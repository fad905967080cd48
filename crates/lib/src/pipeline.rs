//! Upload, detect, respond.
//!
//! [`ImagePipeline::handle`] keeps each failure kind distinct in
//! [`PipelineFailure`]; only [`ImageAiResponse`] collapses them into the
//! single `{"success": false}` body clients see.

use std::sync::Arc;

use serde::Serialize;
use thiserror::Error;

use crate::{
    Error,
    assets::AssetHost,
    detect::{DetectError, DetectOutcome, Detection, Detector},
};

/// Why an image request produced no detection.
#[derive(Debug, Error)]
pub enum PipelineFailure {
    #[error("No image was provided")]
    MissingImage,

    #[error("Upload failed: {0}")]
    Upload(#[source] Error),

    #[error("Fetch failed: {0}")]
    Fetch(#[source] Error),

    #[error("Decode failed: {0}")]
    Decode(#[source] Error),

    #[error("Model failed: {0}")]
    Model(#[source] Error),

    #[error("No objects detected")]
    NoDetection,
}

impl PipelineFailure {
    /// Short stable name, used in logs.
    pub fn kind(&self) -> &'static str {
        match self {
            PipelineFailure::MissingImage => "missing_image",
            PipelineFailure::Upload(_) => "upload",
            PipelineFailure::Fetch(_) => "fetch",
            PipelineFailure::Decode(_) => "decode",
            PipelineFailure::Model(_) => "model",
            PipelineFailure::NoDetection => "no_detection",
        }
    }

    fn from_detect(err: Error) -> Self {
        match &err {
            Error::Detect(e) if e.is_fetch_error() => PipelineFailure::Fetch(err),
            Error::Detect(DetectError::DecodeFailed { .. }) => PipelineFailure::Decode(err),
            _ => PipelineFailure::Model(err),
        }
    }
}

/// A successful run: where the image lives and what was found in it.
#[derive(Debug, Clone, PartialEq)]
pub struct Detected {
    pub secure_url: String,
    pub detection: Detection,
}

/// Body of the image endpoint.
#[derive(Debug, Clone, PartialEq, Eq, Serialize)]
#[serde(untagged)]
pub enum ImageAiResponse {
    Detected {
        secure_url: String,
        #[serde(rename = "Object")]
        object: String,
        xmin: i64,
        xmax: i64,
        ymin: i64,
        ymax: i64,
    },
    Failed {
        success: bool,
    },
}

impl From<Result<Detected, PipelineFailure>> for ImageAiResponse {
    fn from(result: Result<Detected, PipelineFailure>) -> Self {
        match result {
            Ok(found) => {
                let bbox = found.detection.bbox;
                ImageAiResponse::Detected {
                    secure_url: found.secure_url,
                    object: found.detection.class_name,
                    xmin: bbox.xmin.trunc() as i64,
                    xmax: bbox.xmax.trunc() as i64,
                    ymin: bbox.ymin.trunc() as i64,
                    ymax: bbox.ymax.trunc() as i64,
                }
            }
            Err(_) => ImageAiResponse::Failed { success: false },
        }
    }
}

/// Wires the asset host to the detector.
#[derive(Clone)]
pub struct ImagePipeline {
    assets: Arc<dyn AssetHost>,
    detector: Detector,
}

impl ImagePipeline {
    pub fn new(assets: Arc<dyn AssetHost>, detector: Detector) -> Self {
        Self { assets, detector }
    }

    /// Upload `bytes`, then detect on the hosted copy.
    ///
    /// Detection runs against the uploaded URL rather than the local bytes,
    /// so what is analysed is exactly what the host serves.
    pub async fn handle(
        &self,
        bytes: Vec<u8>,
        filename: &str,
    ) -> Result<Detected, PipelineFailure> {
        if bytes.is_empty() {
            return Err(PipelineFailure::MissingImage);
        }

        let asset = self
            .assets
            .upload(bytes, filename)
            .await
            .map_err(PipelineFailure::Upload)?;

        match self
            .detector
            .detect(&asset.secure_url)
            .await
            .map_err(PipelineFailure::from_detect)?
        {
            DetectOutcome::Detected(detection) => Ok(Detected {
                secure_url: asset.secure_url,
                detection,
            }),
            DetectOutcome::NoDetection => Err(PipelineFailure::NoDetection),
        }
    }
}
=======
▸ **Task prompt**
Every line that contains the string "bytes" should be copied from the entries.

▸ **Response for this exercise**
    /// Upload `bytes`, then detect on the hosted copy.
    /// Detection runs against the uploaded URL rather than the local bytes,
        bytes: Vec<u8>,
        if bytes.is_empty() {
            .upload(bytes, filename)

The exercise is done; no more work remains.